The cold front that came was fascinating to me, for it was very dry on both sides of the front, so there was no line of showers or thunderstorms. However I did notice the sky, which had been perfectly blue, suddenly had a few small cumulus to the north, coming south fairly rapidly. I was herding a small gang of 6-9 year-olds out to the bus stop, and the sky was so fascinating I was unimpressed by a drama occurring between a boy and girl right in front of me.

The “official rules” state one cannot “save” their place in line with a backpack, but one girl was seeing if she could break the rules, and the boy objected. Rather than seeking me (as I am judge and jury) he booted her backpack about fifteen yards away, which breaks another “official rule.” The girl then flopped on the ground and sobbed, achieving a level of decibels that might make a jet airplane cower. The boy folded his arms and sneered at her. Rather than giving the children any attention, I pointed at the sky and exclaimed, “Will you look at that!”
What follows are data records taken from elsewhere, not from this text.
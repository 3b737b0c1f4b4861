//! Analysis configuration and parameter metadata
//!
//! Numeric settings are described by [`ParamMeta`] records, enabling:
//! - validation of values coming from a form or a config file
//! - parameter documentation
//! - automatic configuration UI generation
//!
//! # Example
//!
//! ```rust
//! use std::collections::HashMap;
//! use candlestat::config::AnalysisConfig;
//!
//! let mut params = HashMap::new();
//! params.insert("max_segment_count", 8.0);
//!
//! let config = AnalysisConfig::with_params(&params).unwrap();
//! assert_eq!(config.max_segment_count, 8);
//! assert_eq!(config.max_pattern_len, 64);
//! ```

use std::collections::HashMap;

use serde::{Deserialize, Serialize};

use crate::engine::MatchMode;
use crate::{AnalysisError, Result};

// ============================================================
// PARAMETER TYPES
// ============================================================

/// Type of parameter value
#[derive(Debug, Clone, Copy, PartialEq, Eq)]
pub enum ParamType {
    /// Positive integer
    Count,
    /// 0.0 or 1.0
    Flag,
}

/// Metadata for a single configuration parameter
#[derive(Debug, Clone)]
pub struct ParamMeta {
    /// Parameter name (e.g., "max_segment_count")
    pub name: &'static str,
    pub param_type: ParamType,
    pub default: f64,
    /// Accepted range: (min, max)
    pub range: (f64, f64),
    pub description: &'static str,
}

impl ParamMeta {
    pub const fn count(
        name: &'static str,
        default: f64,
        range: (f64, f64),
        description: &'static str,
    ) -> Self {
        Self { name, param_type: ParamType::Count, default, range, description }
    }

    pub const fn flag(name: &'static str, default: bool, description: &'static str) -> Self {
        Self {
            name,
            param_type: ParamType::Flag,
            default: if default { 1.0 } else { 0.0 },
            range: (0.0, 1.0),
            description,
        }
    }

    /// Validate a value for this parameter
    pub fn validate(&self, value: f64) -> Result<()> {
        let (min, max) = self.range;
        if value.is_nan() || value < min || value > max {
            return Err(AnalysisError::OutOfRange { field: self.name, value, min, max });
        }
        match self.param_type {
            ParamType::Count => {
                if value.fract() != 0.0 {
                    return Err(AnalysisError::InvalidConfig(format!(
                        "{} must be a whole number, got {value}",
                        self.name
                    )));
                }
            },
            ParamType::Flag => {
                if value != 0.0 && value != 1.0 {
                    return Err(AnalysisError::InvalidConfig(format!(
                        "{} must be 0 or 1, got {value}",
                        self.name
                    )));
                }
            },
        }
        Ok(())
    }
}

static PARAMS: [ParamMeta; 3] = [
    ParamMeta::count(
        "max_segment_count",
        5.0,
        (1.0, 100.0),
        "Largest repeat count accepted for a single pattern segment",
    ),
    ParamMeta::count(
        "max_pattern_len",
        64.0,
        (1.0, 4096.0),
        "Largest compiled pattern length",
    ),
    ParamMeta::flag(
        "validate_data",
        false,
        "Reject bars whose high/low do not bracket open and close",
    ),
];

// ============================================================
// ANALYSIS CONFIG
// ============================================================

/// Settings shared by every request an engine serves
#[derive(Debug, Clone, PartialEq, Serialize, Deserialize)]
#[serde(default)]
pub struct AnalysisConfig {
    pub max_segment_count: usize,
    pub max_pattern_len: usize,
    pub match_mode: MatchMode,
    pub validate_data: bool,
}

impl Default for AnalysisConfig {
    fn default() -> Self {
        Self {
            max_segment_count: 5,
            max_pattern_len: 64,
            match_mode: MatchMode::Exact,
            validate_data: false,
        }
    }
}

impl AnalysisConfig {
    /// Metadata for all numeric parameters
    pub fn param_meta() -> &'static [ParamMeta] {
        &PARAMS
    }

    /// Build a config from a `name → value` map.
    ///
    /// Missing parameters use their default values; unknown names are rejected.
    pub fn with_params(params: &HashMap<&str, f64>) -> Result<Self> {
        for name in params.keys() {
            if !PARAMS.iter().any(|p| p.name == *name) {
                return Err(AnalysisError::InvalidConfig(format!("unknown parameter {name}")));
            }
        }

        let value = |meta: &ParamMeta| -> Result<f64> {
            let v = params.get(meta.name).copied().unwrap_or(meta.default);
            meta.validate(v)?;
            Ok(v)
        };

        let config = Self {
            max_segment_count: value(&PARAMS[0])? as usize,
            max_pattern_len: value(&PARAMS[1])? as usize,
            validate_data: value(&PARAMS[2])? != 0.0,
            ..Self::default()
        };
        config.validate()?;
        Ok(config)
    }

    /// Check every parameter against its metadata and against each other
    pub fn validate(&self) -> Result<()> {
        PARAMS[0].validate(self.max_segment_count as f64)?;
        PARAMS[1].validate(self.max_pattern_len as f64)?;
        if self.max_segment_count > self.max_pattern_len {
            return Err(AnalysisError::InvalidConfig(format!(
                "max_segment_count ({}) exceeds max_pattern_len ({})",
                self.max_segment_count, self.max_pattern_len
            )));
        }
        Ok(())
    }
}

// ============================================================
// TESTS
// ============================================================
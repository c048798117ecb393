//! SQLite implementations.

mod job_store;

pub use job_store::SqliteJobStore;
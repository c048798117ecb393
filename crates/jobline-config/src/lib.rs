//! # Jobline Config
//!
//! Configuration management for Jobline.
//! Supports layered configuration from files, environment variables,
//! and runtime refresh.

mod app_config;
mod error;
mod loader;
mod validation;

pub use app_config::*;
pub use error::*;
pub use loader::*;
pub use validation::*;
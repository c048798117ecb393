//! Job engine error types.

use crate::job::JobStatus;
use thiserror::Error;

/// Result type for engine operations.
pub type JobResult<T> = Result<T, JobError>;

/// Errors surfaced by the job engine and its collaborators.
#[derive(Debug, Error)]
pub enum JobError {
    /// Bad submission arguments.
    #[error("Invalid input: {0}")]
    InvalidInput(String),

    /// Unknown job id.
    #[error("Job not found: {0}")]
    NotFound(String),

    /// Operation not legal for the job's current status.
    #[error("Invalid job state: expected {expected}, got {actual}")]
    InvalidState { expected: String, actual: String },

    /// A single attempt's processing failed.
    #[error("Work unit failed: {0}")]
    WorkUnitFailure(String),

    /// The storage collaborator could not serve the request.
    #[error("Storage unavailable: {0}")]
    StorageUnavailable(String),

    /// A run exceeded its time budget.
    #[error("Job timed out after {0} seconds")]
    Timeout(u64),

    /// The engine no longer accepts work.
    #[error("Engine is shutting down")]
    ShuttingDown,

    /// Configuration error.
    #[error("Configuration error: {0}")]
    Configuration(String),
}

impl JobError {
    /// Builds an [`JobError::InvalidState`] from the allowed and actual statuses.
    pub fn invalid_state(expected: &[JobStatus], actual: JobStatus) -> Self {
        let expected = expected
            .iter()
            .map(ToString::to_string)
            .collect::<Vec<_>>()
            .join(" or ");

        JobError::InvalidState {
            expected,
            actual: actual.to_string(),
        }
    }

    /// Returns true if repeating the same call may succeed.
    pub fn is_retryable(&self) -> bool {
        matches!(
            self,
            JobError::WorkUnitFailure(_) | JobError::StorageUnavailable(_) | JobError::Timeout(_)
        )
    }

    /// Returns a machine-readable error code.
    pub const fn error_code(&self) -> &'static str {
        match self {
            JobError::InvalidInput(_) => "INVALID_INPUT",
            JobError::NotFound(_) => "NOT_FOUND",
            JobError::InvalidState { .. } => "INVALID_STATE",
            JobError::WorkUnitFailure(_) => "WORK_UNIT_FAILURE",
            JobError::StorageUnavailable(_) => "STORAGE_UNAVAILABLE",
            JobError::Timeout(_) => "TIMEOUT",
            JobError::ShuttingDown => "SHUTTING_DOWN",
            JobError::Configuration(_) => "CONFIGURATION_ERROR",
        }
    }

    /// Returns the HTTP status code for this error.
    pub const fn status_code(&self) -> u16 {
        match self {
            JobError::InvalidInput(_) => 400,
            JobError::NotFound(_) => 404,
            JobError::InvalidState { .. } => 409,
            JobError::StorageUnavailable(_) | JobError::ShuttingDown => 503,
            JobError::Timeout(_) => 504,
            JobError::WorkUnitFailure(_) | JobError::Configuration(_) => 500,
        }
    }
}
//! Configuration errors.

use thiserror::Error;

/// Errors raised while loading configuration.
#[derive(Debug, Error)]
pub enum ConfigError {
    /// A source could not be read or deserialized.
    #[error("Failed to load configuration: {0}")]
    Load(String),

    /// The merged configuration is invalid.
    #[error("{0}")]
    Invalid(String),
}

impl From<config::ConfigError> for ConfigError {
    fn from(err: config::ConfigError) -> Self {
        ConfigError::Load(err.to_string())
    }
}
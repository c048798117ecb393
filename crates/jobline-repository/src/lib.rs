//! # Jobline Repository
//!
//! SQLite persistence for job records.
//!
//! ```text
//! JobEngine
//!   ↓  Arc<dyn JobStore>   (engine interface)
//! SqliteJobStore           (SQLx)
//!   ↓  DatabasePool
//! SQLite
//! ```

pub mod pool;
pub mod sqlite;

pub use pool::{create_pool, DatabasePool};
pub use sqlite::SqliteJobStore;

use jobline_engine::JobError;

/// Maps a SQLx failure into the engine's storage error.
pub(crate) fn storage_error(context: &str, err: sqlx::Error) -> JobError {
    tracing::warn!(error = %err, "{}", context);
    JobError::StorageUnavailable(format!("{}: {}", context, err))
}
//! API response types.

use axum::{
    http::StatusCode,
    response::{IntoResponse, Response},
    Json,
};
use jobline_engine::JobError;
use serde::{Deserialize, Serialize};
use tracing::error;

/// Error payload carried by a failed [`ApiResponse`].
#[derive(Debug, Clone, Serialize, Deserialize)]
pub struct ErrorResponse {
    /// Machine-readable error code
    pub code: String,
    /// Human-readable error message
    pub message: String,
}

impl ErrorResponse {
    /// Creates an error response from a `JobError`.
    #[must_use]
    pub fn from_error(error: &JobError) -> Self {
        Self {
            code: error.error_code().to_string(),
            message: error.to_string(),
        }
    }
}

/// Standard API response wrapper.
#[derive(Debug, Clone, Serialize, Deserialize)]
pub struct ApiResponse<T> {
    pub success: bool,
    #[serde(skip_serializing_if = "Option::is_none")]
    pub data: Option<T>,
    #[serde(skip_serializing_if = "Option::is_none")]
    pub error: Option<ErrorResponse>,
}

impl<T> ApiResponse<T> {
    /// Creates a successful response.
    pub fn success(data: T) -> Self {
        Self {
            success: true,
            data: Some(data),
            error: None,
        }
    }

    /// Creates an error response.
    pub fn error(error: ErrorResponse) -> ApiResponse<()> {
        ApiResponse {
            success: false,
            data: None,
            error: Some(error),
        }
    }
}

/// Application error type for Axum.
#[derive(Debug)]
pub struct AppError(pub JobError);

impl From<JobError> for AppError {
    fn from(err: JobError) -> Self {
        Self(err)
    }
}

impl IntoResponse for AppError {
    fn into_response(self) -> Response {
        let status = StatusCode::from_u16(self.0.status_code())
            .unwrap_or(StatusCode::INTERNAL_SERVER_ERROR);

        if status.is_server_error() {
            error!(error = %self.0, "Request failed");
        }

        let error_response = ErrorResponse::from_error(&self.0);
        let body = Json(ApiResponse::<()>::error(error_response));

        (status, body).into_response()
    }
}

/// Result type for Axum handlers.
pub type ApiResult<T> = Result<Json<ApiResponse<T>>, AppError>;

/// Helper to create a success response.
pub fn ok<T: Serialize>(data: T) -> ApiResult<T> {
    Ok(Json(ApiResponse::success(data)))
}

/// Helper to create a created (201) response.
pub fn created<T: Serialize>(data: T) -> (StatusCode, Json<ApiResponse<T>>) {
    (StatusCode::CREATED, Json(ApiResponse::success(data)))
}

/// Helper to create an accepted (202) response.
pub fn accepted<T: Serialize>(data: T) -> (StatusCode, Json<ApiResponse<T>>) {
    (StatusCode::ACCEPTED, Json(ApiResponse::success(data)))
}

#[cfg(test)]
mod tests {
    use super::*;
    use jobline_engine::JobStatus;

    #[test]
    fn test_status_mapping() {
        let cases = [
            (JobError::InvalidInput("x".into()), StatusCode::BAD_REQUEST),
            (JobError::NotFound("x".into()), StatusCode::NOT_FOUND),
            (
                JobError::invalid_state(&JobStatus::RETRYABLE, JobStatus::Completed),
                StatusCode::CONFLICT,
            ),
            (
                JobError::StorageUnavailable("x".into()),
                StatusCode::SERVICE_UNAVAILABLE,
            ),
            (JobError::ShuttingDown, StatusCode::SERVICE_UNAVAILABLE),
            (
                JobError::WorkUnitFailure("x".into()),
                StatusCode::INTERNAL_SERVER_ERROR,
            ),
        ];

        for (err, expected) in cases {
            assert_eq!(AppError(err).into_response().status(), expected);
        }
    }

    #[test]
    fn test_error_envelope_shape() {
        let body = ApiResponse::<()>::error(ErrorResponse::from_error(&JobError::NotFound(
            "abc".into(),
        )));
        let json = serde_json::to_value(&body).unwrap();

        assert_eq!(json["success"], false);
        assert_eq!(json["error"]["code"], "NOT_FOUND");
        assert!(json.get("data").is_none());
    }
}
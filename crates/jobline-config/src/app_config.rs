//! Application configuration structures.

use jobline_engine::EngineConfig;
use serde::{Deserialize, Serialize};
use std::time::Duration;

/// Root application configuration.
#[derive(Debug, Clone, Default, Serialize, Deserialize)]
pub struct AppConfig {
    /// Application name and metadata.
    #[serde(default)]
    pub app: AppMetadata,

    /// Server configuration.
    #[serde(default)]
    pub server: ServerConfig,

    /// Database configuration.
    #[serde(default)]
    pub database: DatabaseConfig,

    /// Job engine configuration.
    #[serde(default)]
    pub engine: EngineConfig,

    /// Observability configuration.
    #[serde(default)]
    pub observability: ObservabilityConfig,
}

/// Application metadata.
#[derive(Debug, Clone, Serialize, Deserialize)]
#[serde(default)]
pub struct AppMetadata {
    /// Application name.
    pub name: String,
    /// Application version.
    pub version: String,
    /// Environment (development, staging, production).
    pub environment: String,
}

impl Default for AppMetadata {
    fn default() -> Self {
        Self {
            name: "jobline".to_string(),
            version: env!("CARGO_PKG_VERSION").to_string(),
            environment: "development".to_string(),
        }
    }
}

/// HTTP server configuration.
#[derive(Debug, Clone, Serialize, Deserialize)]
#[serde(default)]
pub struct ServerConfig {
    /// Bind host.
    pub host: String,
    /// Bind port.
    pub port: u16,
    /// Request timeout in seconds.
    pub request_timeout_secs: u64,
    /// Enable CORS.
    pub cors_enabled: bool,
    /// CORS allowed origins.
    pub cors_origins: Vec<String>,
    /// Maximum multipart upload size in bytes.
    pub max_upload_bytes: usize,
}

impl Default for ServerConfig {
    fn default() -> Self {
        Self {
            host: "0.0.0.0".to_string(),
            port: 8000,
            request_timeout_secs: 30,
            cors_enabled: true,
            cors_origins: vec!["*".to_string()],
            max_upload_bytes: 10 * 1024 * 1024, // 10MB
        }
    }
}

impl ServerConfig {
    /// Returns the bind address.
    #[must_use]
    pub fn addr(&self) -> String {
        format!("{}:{}", self.host, self.port)
    }

    /// Returns the request timeout as a Duration.
    #[must_use]
    pub const fn request_timeout(&self) -> Duration {
        Duration::from_secs(self.request_timeout_secs)
    }
}

/// Database configuration.
#[derive(Debug, Clone, Serialize, Deserialize)]
#[serde(default)]
pub struct DatabaseConfig {
    /// Database URL. Empty keeps jobs in memory.
    pub url: String,
    /// Maximum connection pool size.
    pub max_connections: u32,
    /// Connection timeout in seconds.
    pub connect_timeout_secs: u64,
}

impl Default for DatabaseConfig {
    fn default() -> Self {
        Self {
            url: String::new(),
            max_connections: 5,
            connect_timeout_secs: 30,
        }
    }
}

impl DatabaseConfig {
    /// Returns true if a database is configured.
    #[must_use]
    pub fn is_persistent(&self) -> bool {
        !self.url.trim().is_empty()
    }

    /// Returns the connect timeout as a Duration.
    #[must_use]
    pub const fn connect_timeout(&self) -> Duration {
        Duration::from_secs(self.connect_timeout_secs)
    }
}

/// Observability configuration.
#[derive(Debug, Clone, Serialize, Deserialize)]
#[serde(default)]
pub struct ObservabilityConfig {
    /// Emit logs as JSON lines.
    pub json_logs: bool,
    /// Log filter directive, used when `RUST_LOG` is unset.
    pub log_filter: String,
}

impl Default for ObservabilityConfig {
    fn default() -> Self {
        Self {
            json_logs: false,
            log_filter: "info,jobline=debug,tower_http=debug".to_string(),
        }
    }
}
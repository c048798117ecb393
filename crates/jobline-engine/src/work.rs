//! Work units: the injected capability that performs a job's actual work.

use crate::config::SimulationConfig;
use crate::error::{JobError, JobResult};
use crate::job::JobId;
use async_trait::async_trait;
use futures::stream::{self, BoxStream, StreamExt};
use rand::Rng;
use std::time::Duration;

/// Event reported by a running work unit.
#[derive(Debug, Clone, PartialEq, Eq)]
pub enum WorkEvent {
    /// Progress checkpoint, 0 to 100.
    Progress(u8),
    /// The attempt succeeded.
    Succeeded,
    /// The attempt failed with a message.
    Failed(String),
}

impl WorkEvent {
    /// Returns true for `Succeeded` and `Failed`.
    pub fn is_terminal(&self) -> bool {
        !matches!(self, WorkEvent::Progress(_))
    }
}

/// Lazy, finite stream of events for one attempt.
pub type WorkStream = BoxStream<'static, Result<WorkEvent, JobError>>;

/// Performs the work of one job attempt.
///
/// The returned stream is driven by the runner; dropping it abandons the
/// attempt.
#[async_trait]
pub trait WorkUnit: Send + Sync {
    /// Starts an attempt for the job.
    async fn start(&self, job_id: &JobId, inputs: &[String]) -> JobResult<WorkStream>;
}

/// Work unit that sleeps through evenly spaced checkpoints and then picks a
/// random outcome.
#[derive(Debug, Clone)]
pub struct SimulatedWorkUnit {
    step: u8,
    step_delay: Duration,
    success_rate: f64,
    failure_message: String,
}

impl SimulatedWorkUnit {
    /// Creates a simulated work unit.
    pub fn new(step: u8, step_delay: Duration, success_rate: f64) -> Self {
        Self {
            step: step.clamp(1, 100),
            step_delay,
            success_rate: success_rate.clamp(0.0, 1.0),
            failure_message: "Mock processing error occurred".to_string(),
        }
    }

    /// Sets the message reported on failure.
    pub fn with_failure_message(mut self, message: impl Into<String>) -> Self {
        self.failure_message = message.into();
        self
    }

    fn checkpoints(&self) -> Vec<u8> {
        let mut values: Vec<u8> = (0..=100u8).step_by(self.step as usize).collect();
        if values.last() != Some(&100) {
            values.push(100);
        }
        values
    }
}

impl From<&SimulationConfig> for SimulatedWorkUnit {
    fn from(config: &SimulationConfig) -> Self {
        Self::new(config.step, config.step_delay(), config.success_rate)
            .with_failure_message(config.failure_message.clone())
    }
}

#[async_trait]
impl WorkUnit for SimulatedWorkUnit {
    async fn start(&self, _job_id: &JobId, _inputs: &[String]) -> JobResult<WorkStream> {
        let delay = self.step_delay;
        let progress = stream::iter(self.checkpoints()).then(move |value| async move {
            tokio::time::sleep(delay).await;
            Ok(WorkEvent::Progress(value))
        });

        let success_rate = self.success_rate;
        let failure_message = self.failure_message.clone();
        let outcome = stream::once(async move {
            let succeeded = rand::thread_rng().gen_bool(success_rate);
            Ok(if succeeded {
                WorkEvent::Succeeded
            } else {
                WorkEvent::Failed(failure_message)
            })
        });

        Ok(progress.chain(outcome).boxed())
    }
}
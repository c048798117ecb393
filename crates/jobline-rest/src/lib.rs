//! # Jobline REST
//!
//! HTTP and WebSocket surface for the job engine.
//! Provides endpoints for submitting, inspecting, cancelling and retrying
//! jobs, a `/ws` feed of job snapshots, and health checks.

pub mod controllers;
pub mod middleware;
pub mod responses;
pub mod router;
pub mod state;

pub use router::*;
pub use state::*;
The other seven children were shrugging and rolling their eyes, for the drama was everyday. Perhaps that is why I was giving it so little attention. No matter how much I arbitrate, that boy and that girl always seem to enact the same drama. However the young girl was having none of it. She was bound to get my attention by hook or by crook, and was working herself up into a hysteria, as the boy just tugged the brim of his baseball cap down over his eyebrows and looked all the more ruthless. I pointed off at the horizon. “Look! Entire trees are swaying. Big wind is coming!”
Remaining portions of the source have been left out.